Our Wonderful, Imperfect Selves

December 31st. A day that marks the end of the old year and the preamble to the new one just beyond the midnight bells.

A time when, traditionally, we make vows and resolutions to be “new” us in the next 12 months. You know the drill:

  • lose weight,
  • stop smoking/drinking,
  • eat less junk food,
  • work out more.

All good goals. All good things to try and do, regardless of the time of year.

But to say “this will be the new me” says the old, or existing, you is no longer relevant and out-of-date.

And that’s bullshit.

We get suckered into believing we need to be “a new us” in order to be the us we’re meant to be.

Like having a smaller waist, or a bigger bicep, will suddenly make the things that are “wrong” with us go away.

And it’s still bullshit.

Because, in truth, why should they go away in the first place?

Our flaws. Our faults. Our broken promises. Our failures.

Every one of them is who we are. Every one of them is what we use to do better.

To be better.

To live better.

If we don’t have our flaws, we don’t have measuring sticks on how far we’ve come.

And, unless we want to stagnate breathing the same air forever, we need to know where we’ve been to see how far we still need to go.

So, forget the “new me” mantra. Go with something that’s real.

Something that’s you.

By all means, improve you. Grow you. Revisit you. Remould you.
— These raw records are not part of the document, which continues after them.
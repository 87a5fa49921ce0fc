//! Delivery metrics.
//!
//! # Metrics
//! - `relay_log_records_total` (counter): records dispatched, by severity
//! - `relay_sink_sends_total` (counter): sink sends, by sink and outcome
//! - `relay_sink_send_duration_seconds` (histogram): send latency, by sink
//! - `relay_local_write_failures_total` (counter): local/host writer panics
//!
//! Recorded through the `metrics` facade; the embedding application decides
//! whether and where to export them.

use std::time::Instant;

use crate::severity::Severity;

#[derive(Debug, Clone, Copy, PartialEq, Eq)]
pub enum SendOutcome {
    Delivered,
    Failed,
    TimedOut,
}

impl SendOutcome {
    fn as_str(self) -> &'static str {
        match self {
            SendOutcome::Delivered => "delivered",
            SendOutcome::Failed => "failed",
            SendOutcome::TimedOut => "timed_out",
        }
    }
}

pub fn record_dispatch(severity: Severity) {
    ::metrics::counter!("relay_log_records_total", "severity" => severity.as_str()).increment(1);
}

pub fn record_sink_send(sink: &str, outcome: SendOutcome, started: Instant) {
    ::metrics::counter!(
        "relay_sink_sends_total",
        "sink" => sink.to_string(),
        "outcome" => outcome.as_str()
    )
    .increment(1);
    ::metrics::histogram!("relay_sink_send_duration_seconds", "sink" => sink.to_string())
        .record(started.elapsed().as_secs_f64());
}

pub fn record_local_write_failure() {
    ::metrics::counter!("relay_local_write_failures_total").increment(1);
}
//! Betterstack HTTP ingestion transport.
//!
//! # Responsibilities
//! - Check the ingestion URL at send time (HTTPS, `betterstackdata.com` host)
//! - Map severities onto the levels the service knows
//! - Post `{dt, level, message}` with a bearer token

use futures_util::future::BoxFuture;
use futures_util::FutureExt;
use serde::Serialize;
use url::Url;

use crate::error::SinkError;
use crate::severity::Severity;
use crate::sinks::{Payload, Transport};

const INGEST_DOMAIN: &str = "betterstackdata.com";

#[derive(Debug, Serialize)]
struct Entry<'a> {
    dt: String,
    level: &'static str,
    message: &'a str,
}

pub struct BetterstackTransport {
    client: reqwest::Client,
    url: String,
    token: String,
}

/// The service has no `verbose` or `silly`; both become `debug`.
pub fn service_level(severity: Severity) -> &'static str {
    match severity {
        Severity::Error => "error",
        Severity::Warn => "warn",
        Severity::Info => "info",
        Severity::Verbose | Severity::Debug | Severity::Silly => "debug",
    }
}

pub fn validate_url(raw: &str) -> Result<Url, SinkError> {
    let invalid = |reason: &str| SinkError::InvalidUrl {
        url: raw.to_string(),
        reason: reason.to_string(),
    };
    let url = Url::parse(raw).map_err(|e| invalid(&e.to_string()))?;
    if url.scheme() != "https" {
        return Err(invalid("must use HTTPS"));
    }
    match url.host_str() {
        Some(host) if host.ends_with(INGEST_DOMAIN) => Ok(url),
        _ => Err(invalid("host must end with betterstackdata.com")),
    }
}

impl BetterstackTransport {
    pub fn new(client: reqwest::Client, url: String, token: String) -> Self {
        Self { client, url, token }
    }

    async fn post(&self, payload: Payload) -> Result<(), SinkError> {
        let url = validate_url(&self.url)?;
        let message = payload.as_text();
        let entry = Entry {
            dt: payload.resolved_at.to_rfc3339(),
            level: service_level(payload.severity),
            message: &message,
        };

        let response = self
            .client
            .post(url)
            .bearer_auth(&self.token)
            .json(&entry)
            .send()
            .await?;

        let status = response.status();
        if !status.is_success() {
            return Err(SinkError::Status(status.as_u16()));
        }
        Ok(())
    }
}

impl Transport for BetterstackTransport {
    fn log(&self, payload: Payload) -> BoxFuture<'_, Result<(), SinkError>> {
        self.post(payload).boxed()
    }
}

#[cfg(test)]
mod tests {
    use super::*;

    #[test]
    fn test_url_rules() {
        assert!(validate_url("https://in.logs.betterstackdata.com").is_ok());
        assert!(matches!(
            validate_url("http://in.logs.betterstackdata.com"),
            Err(SinkError::InvalidUrl { .. })
        ));
        assert!(validate_url("https://example.com").is_err());
        assert!(validate_url("not a url").is_err());
    }

    #[test]
    fn test_level_mapping() {
        assert_eq!(service_level(Severity::Error), "error");
        assert_eq!(service_level(Severity::Verbose), "debug");
        assert_eq!(service_level(Severity::Silly), "debug");
    }
}
//! Local line writer.
//!
//! The last line of defence: when everything else fails the record must still
//! be visible here, so a panicking writer is contained and reported as a
//! failed write instead of unwinding into the caller.

use std::fmt;
use std::panic::{catch_unwind, AssertUnwindSafe};
use std::sync::Arc;

/// A callable receiving one fully formatted line.
#[derive(Clone)]
pub struct LineWriter(Arc<dyn Fn(&str) + Send + Sync>);

impl LineWriter {
    pub fn new<F>(f: F) -> Self
    where
        F: Fn(&str) + Send + Sync + 'static,
    {
        Self(Arc::new(f))
    }

    /// Writes to standard output.
    pub fn stdout() -> Self {
        Self::new(|line| println!("{line}"))
    }

    /// Writes to standard error.
    pub fn stderr() -> Self {
        Self::new(|line| eprintln!("{line}"))
    }

    /// Invoke the writer. Returns `false` if it panicked.
    pub fn write(&self, line: &str) -> bool {
        let ok = catch_unwind(AssertUnwindSafe(|| (self.0)(line))).is_ok();
        if !ok {
            tracing::error!("local writer panicked; line dropped");
        }
        ok
    }
}

impl Default for LineWriter {
    fn default() -> Self {
        Self::stdout()
    }
}

impl fmt::Debug for LineWriter {
    fn fmt(&self, f: &mut fmt::Formatter<'_>) -> fmt::Result {
        f.write_str("LineWriter(..)")
    }
}

#[cfg(test)]
mod tests {
    use super::*;
    use std::sync::Mutex;

    #[test]
    fn test_writer_receives_line() {
        let lines = Arc::new(Mutex::new(Vec::new()));
        let sink = lines.clone();
        let writer = LineWriter::new(move |l| sink.lock().unwrap().push(l.to_string()));

        assert!(writer.write("hello"));
        assert_eq!(*lines.lock().unwrap(), vec!["hello".to_string()]);
    }

    #[test]
    fn test_panicking_writer_is_contained() {
        let writer = LineWriter::new(|_| panic!("broken console"));
        assert!(!writer.write("hello"));
    }
}
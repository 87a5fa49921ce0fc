//! Multi-sink logging facade.
//!
//! One call formats a record once and delivers it to a local writer (or a
//! host-provided per-level writer) and to every configured remote sink:
//! a plain-text HTTP aggregator, Betterstack, a Teams-style chat webhook and
//! syslog. Each sink is gated by environment and severity threshold, and a
//! failing sink never affects the caller or the other sinks.

pub mod config;
pub mod dispatch;
pub mod error;
pub mod message;
pub mod observability;
pub mod resilience;
pub mod severity;
pub mod sinks;

pub use config::{
    BetterstackOptions, Environment, ErrorOptions, HostContextOptions, LogOptions, Merge,
    PackageInfo, RemoteOptions, Settings, SyslogOptions, SyslogProtocol, TeamsOptions,
};
pub use dispatch::{DispatchOutcome, Logger, LoggerBuilder, SinkOutcome};
pub use error::{ConfigError, LogError, LogResult, SinkError};
pub use message::{ErrorPolicy, Fragment, Message};
pub use severity::Severity;
pub use sinks::host::{HostContext, PerLevelLoggers};
pub use sinks::local::LineWriter;
pub use sinks::{GatePolicy, Payload, PayloadBody, Sink, SinkKind, SinkTarget, Transport, TransportFactory};
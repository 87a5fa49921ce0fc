//! Configuration management subsystem.
//!
//! # Data Flow
//! ```text
//! LogOptions (code, or TOML file via loader.rs + validation.rs)
//!     → merged over the previous options (schema.rs, Merge)
//!     → resolver.rs (+ env.rs defaults, TransportFactory)
//!     → Settings (effective, immutable)
//!     → atomic swap inside the Logger; every log call reads a snapshot
//!
//! On file change:
//!     watcher.rs detects change
//!     → loader.rs loads + validates
//!     → Logger::configure (same merge path)
//! ```
//!
//! # Design Decisions
//! - Options are partial; absence never erases a configured value
//! - Resolution never fails; unusable sinks are disabled with a warning
//! - Environment and package descriptor are injected, not read globally

pub mod env;
pub mod loader;
pub mod package;
pub mod resolver;
pub mod schema;
pub mod validation;
pub mod watcher;

pub use env::Environment;
pub use package::PackageInfo;
pub use resolver::{Resolution, Resolver, Settings};
pub use schema::{
    Affix, BetterstackOptions, ErrorOptions, HostContextOptions, LogOptions, Merge, RemoteOptions,
    SyslogOptions, SyslogProtocol, TeamsOptions,
};
//! Teams webhook transport.
//!
//! Classic Office connectors (`*.webhook.office.com`) take the legacy message
//! card; workflow endpoints take the adaptive card. The URL is parsed on every
//! send, so a malformed URL surfaces at send time.

use futures_util::future::BoxFuture;
use futures_util::FutureExt;
use url::Url;

use crate::error::SinkError;
use crate::sinks::{Payload, PayloadBody, Transport};

const OFFICE_WEBHOOK_HOST: &str = "webhook.office.com";

/// Which card a webhook expects.
#[derive(Debug, Clone, Copy, PartialEq, Eq)]
pub enum CardFormat {
    MessageCard,
    AdaptiveCard,
}

pub fn card_format(url: &Url) -> CardFormat {
    match url.host_str() {
        Some(host) if host.contains(OFFICE_WEBHOOK_HOST) => CardFormat::MessageCard,
        _ => CardFormat::AdaptiveCard,
    }
}

pub struct TeamsTransport {
    client: reqwest::Client,
    url: String,
}

impl TeamsTransport {
    pub fn new(client: reqwest::Client, url: String) -> Self {
        Self { client, url }
    }

    async fn post(&self, payload: Payload) -> Result<(), SinkError> {
        let url = Url::parse(&self.url).map_err(|e| SinkError::InvalidUrl {
            url: self.url.clone(),
            reason: e.to_string(),
        })?;

        let body = match &payload.body {
            PayloadBody::Cards(cards) => match card_format(&url) {
                CardFormat::MessageCard => &cards.message_card,
                CardFormat::AdaptiveCard => &cards.adaptive_card,
            },
            PayloadBody::Text(_) => {
                return Err(SinkError::Other("teams webhook expects a card payload".into()))
            }
        };

        let response = self.client.post(url).json(body).send().await?;
        let status = response.status();
        if !status.is_success() {
            return Err(SinkError::Status(status.as_u16()));
        }
        Ok(())
    }
}

impl Transport for TeamsTransport {
    fn log(&self, payload: Payload) -> BoxFuture<'_, Result<(), SinkError>> {
        self.post(payload).boxed()
    }
}
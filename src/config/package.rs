//! Host package descriptor.
//!
//! The name and version of the application doing the logging appear in every
//! line. They are injected; absence only drops the details segment.

use std::fs;
use std::path::Path;

use serde::{Deserialize, Serialize};

/// Read-only `{ name, version }` of the consuming application.
#[derive(Debug, Clone, PartialEq, Eq, Serialize, Deserialize)]
pub struct PackageInfo {
    pub name: String,
    pub version: String,
}

const MANIFEST: &str = "Cargo.toml";

#[derive(Deserialize)]
struct Manifest {
    package: Option<ManifestPackage>,
}

#[derive(Deserialize)]
struct ManifestPackage {
    name: Option<String>,
    version: Option<toml::Value>,
}

impl PackageInfo {
    pub fn new(name: impl Into<String>, version: impl Into<String>) -> Self {
        Self {
            name: name.into(),
            version: version.into(),
        }
    }

    /// Read `[package]` from a Cargo manifest. Missing file, parse failure, or
    /// missing fields all yield `None`. A workspace-inherited version
    /// (`version.workspace = true`) counts as missing.
    pub fn from_manifest(path: &Path) -> Option<Self> {
        let content = fs::read_to_string(path).ok()?;
        let manifest: Manifest = toml::from_str(&content).ok()?;
        let package = manifest.package?;
        let version = match package.version? {
            toml::Value::String(v) => v,
            _ => return None,
        };
        Some(Self::new(package.name?, version))
    }

    /// Name and version from the `CARGO_PKG_*` variables of the running
    /// process, as set by `cargo run`.
    pub fn from_cargo_env() -> Option<Self> {
        let name = std::env::var("CARGO_PKG_NAME").ok()?;
        let version = std::env::var("CARGO_PKG_VERSION").ok()?;
        Some(Self::new(name, version))
    }

    /// Runtime discovery: `CARGO_PKG_*` first, then `./Cargo.toml`.
    pub fn detect() -> Option<Self> {
        Self::from_cargo_env().or_else(|| Self::from_manifest(Path::new(MANIFEST)))
    }
}

/// Package descriptor of the crate invoking the macro, resolved at compile
/// time.
#[macro_export]
macro_rules! package_info {
    () => {
        $crate::PackageInfo::new(env!("CARGO_PKG_NAME"), env!("CARGO_PKG_VERSION"))
    };
}
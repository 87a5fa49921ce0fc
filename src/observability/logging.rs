//! Diagnostics subscriber.
//!
//! # Responsibilities
//! - Initialize the `tracing` subscriber for binaries embedding the logger
//! - Keep diagnostics on stderr so they never mix with local log lines
//!
//! # Design Decisions
//! - Filter from `RUST_LOG`, falling back to the given default
//! - JSON format for production, pretty format for development

use tracing_subscriber::{layer::SubscriberExt, util::SubscriberInitExt, EnvFilter};

#[derive(Debug, Clone, Copy, PartialEq, Eq, Default)]
pub enum DiagnosticFormat {
    #[default]
    Pretty,
    Json,
}

/// Install the global subscriber. Later calls are no-ops.
pub fn init_diagnostics(format: DiagnosticFormat, default_filter: &str) {
    let filter = EnvFilter::try_from_default_env().unwrap_or_else(|_| default_filter.into());

    let (pretty, json) = match format {
        DiagnosticFormat::Pretty => (
            Some(tracing_subscriber::fmt::layer().with_writer(std::io::stderr)),
            None,
        ),
        DiagnosticFormat::Json => (
            None,
            Some(tracing_subscriber::fmt::layer().json().with_writer(std::io::stderr)),
        ),
    };

    let _ = tracing_subscriber::registry()
        .with(filter)
        .with(pretty)
        .with(json)
        .try_init();
}

#[cfg(test)]
mod tests {
    use super::*;

    #[test]
    fn test_init_idempotent() {
        init_diagnostics(DiagnosticFormat::Pretty, "relay_logger=debug");
        init_diagnostics(DiagnosticFormat::Json, "relay_logger=debug");
    }
}
//! Message model.
//!
//! # Data Flow
//! ```text
//! caller value (text | number | JSON | error | list)
//!     → fragment.rs (Message = ordered Fragments)
//!     → render with ErrorPolicy (one text per fragment)
//!     → decoration (invocation id, prefix, suffix) in the dispatch engine
//!     → format.rs (FormattedRecord: local, remote, host, chat cards)
//! ```

pub mod format;
pub mod fragment;

pub use format::{ChatCards, FormattedRecord};
pub use fragment::{ErrorPolicy, Fragment, Message};
//! Fact sinks: where translated rows go.
//!
//! A sink only appends ordered string tuples to named relations. It enforces
//! neither uniqueness nor schema; downstream tooling deduplicates rows.

use crate::errors::FactsResult;
use crate::relations::Relation;
use df_utils::{strings, writers};
use log::{debug, error};
use std::collections::BTreeMap;
use std::fs::{self, File};
use std::io::{self, BufWriter, Write};
use std::path::{Path, PathBuf};
use std::sync::{Mutex, MutexGuard};
use strum::IntoEnumIterator;

/// Output channel of the translator.
///
/// Implementations must serialize concurrent appends to a same relation.
pub trait FactSink: Send + Sync {
    fn add(&self, relation: Relation, columns: &[&str]);
}

pub(crate) fn lock<T>(mutex: &Mutex<T>) -> MutexGuard<'_, T> {
    // rows are appended whole, a panicking writer cannot leave a half row
    match mutex.lock() {
        Ok(guard) => guard,
        Err(poisoned) => poisoned.into_inner(),
    }
}

/// Writes the `StringRaw` and `StringConstant` rows of a string constant and
/// returns its identifier.
pub fn write_string_constant(sink: &dyn FactSink, constant: &str) -> String {
    let raw = strings::encode_string_constant(constant);
    let id = strings::string_constant_id(&raw);
    sink.add(Relation::StringRaw, &[&id, &raw]);
    sink.add(Relation::StringConstant, &[&id]);
    id
}

/// A directory of tab-separated `.facts` files, one per relation, each
/// guarded by its own lock.
///
/// Write failures do not interrupt translation: the first one is kept and
/// returned by [`Database::flush`].
#[derive(Debug)]
pub struct Database {
    dir: PathBuf,
    writers: BTreeMap<Relation, Mutex<BufWriter<File>>>,
    failure: Mutex<Option<io::Error>>,
}

impl Database {
    /// Creates the output directory if needed and truncates every relation
    /// file, so that relations without rows still exist as empty files.
    pub fn create<P: AsRef<Path>>(dir: P) -> FactsResult<Self> {
        let dir = dir.as_ref().to_path_buf();
        fs::create_dir_all(&dir)?;
        let mut writers = BTreeMap::new();
        for relation in Relation::iter() {
            let file = File::create(dir.join(relation.file_name()))?;
            writers.insert(relation, Mutex::new(BufWriter::new(file)));
        }
        debug!("{} relation files created in {}", writers.len(), dir.display());
        Ok(Self {
            dir,
            writers,
            failure: Mutex::new(None),
        })
    }

    #[inline]
    #[must_use]
    pub fn dir(&self) -> &Path {
        &self.dir
    }

    /// Flushes every relation file and reports the first write failure.
    pub fn flush(&self) -> FactsResult<()> {
        for writer in self.writers.values() {
            lock(writer).flush()?;
        }
        match lock(&self.failure).take() {
            Some(err) => Err(err.into()),
            None => Ok(()),
        }
    }

    fn record_failure(&self, relation: Relation, err: io::Error) {
        let mut failure = lock(&self.failure);
        if failure.is_none() {
            error!("cannot write {} row: {err}", relation.name());
            *failure = Some(err);
        }
    }
}

impl FactSink for Database {
    fn add(&self, relation: Relation, columns: &[&str]) {
        if let Some(writer) = self.writers.get(&relation) {
            if let Err(err) = writers::row(&mut *lock(writer), columns) {
                self.record_failure(relation, err);
            }
        }
    }
}

/// An in-memory sink keeping rows in insertion order.
#[derive(Debug, Default)]
pub struct MemorySink {
    rows: Mutex<BTreeMap<Relation, Vec<Vec<String>>>>,
}

impl MemorySink {
    #[must_use]
    pub fn new() -> Self {
        Self::default()
    }

    #[must_use]
    pub fn rows(&self, relation: Relation) -> Vec<Vec<String>> {
        lock(&self.rows)
            .get(&relation)
            .cloned()
            .unwrap_or_default()
    }

    #[must_use]
    pub fn count(&self, relation: Relation) -> usize {
        lock(&self.rows).get(&relation).map_or(0, Vec::len)
    }

    /// Returns every relation with at least one row.
    #[must_use]
    pub fn relations(&self) -> Vec<Relation> {
        lock(&self.rows).keys().copied().collect()
    }
}

impl FactSink for MemorySink {
    fn add(&self, relation: Relation, columns: &[&str]) {
        lock(&self.rows)
            .entry(relation)
            .or_default()
            .push(columns.iter().map(ToString::to_string).collect());
    }
}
But don’t lose the quintessential you by chasing something that’s neither shiny or new when the light of the new sun breaks in 2016.

It’s a sales push by marketers and retailers and corporations who tell you, “The old you sucks, and you suck for accepting it.”

But they don’t know the first thing about you. Fuck ‘em, and all their lies.

You’re just fine the way you are. You just need to work on realizing that.

Here’s to you and your wonderful, imperfect self in 2016.

Slainte.

A version of this post originally appeared here.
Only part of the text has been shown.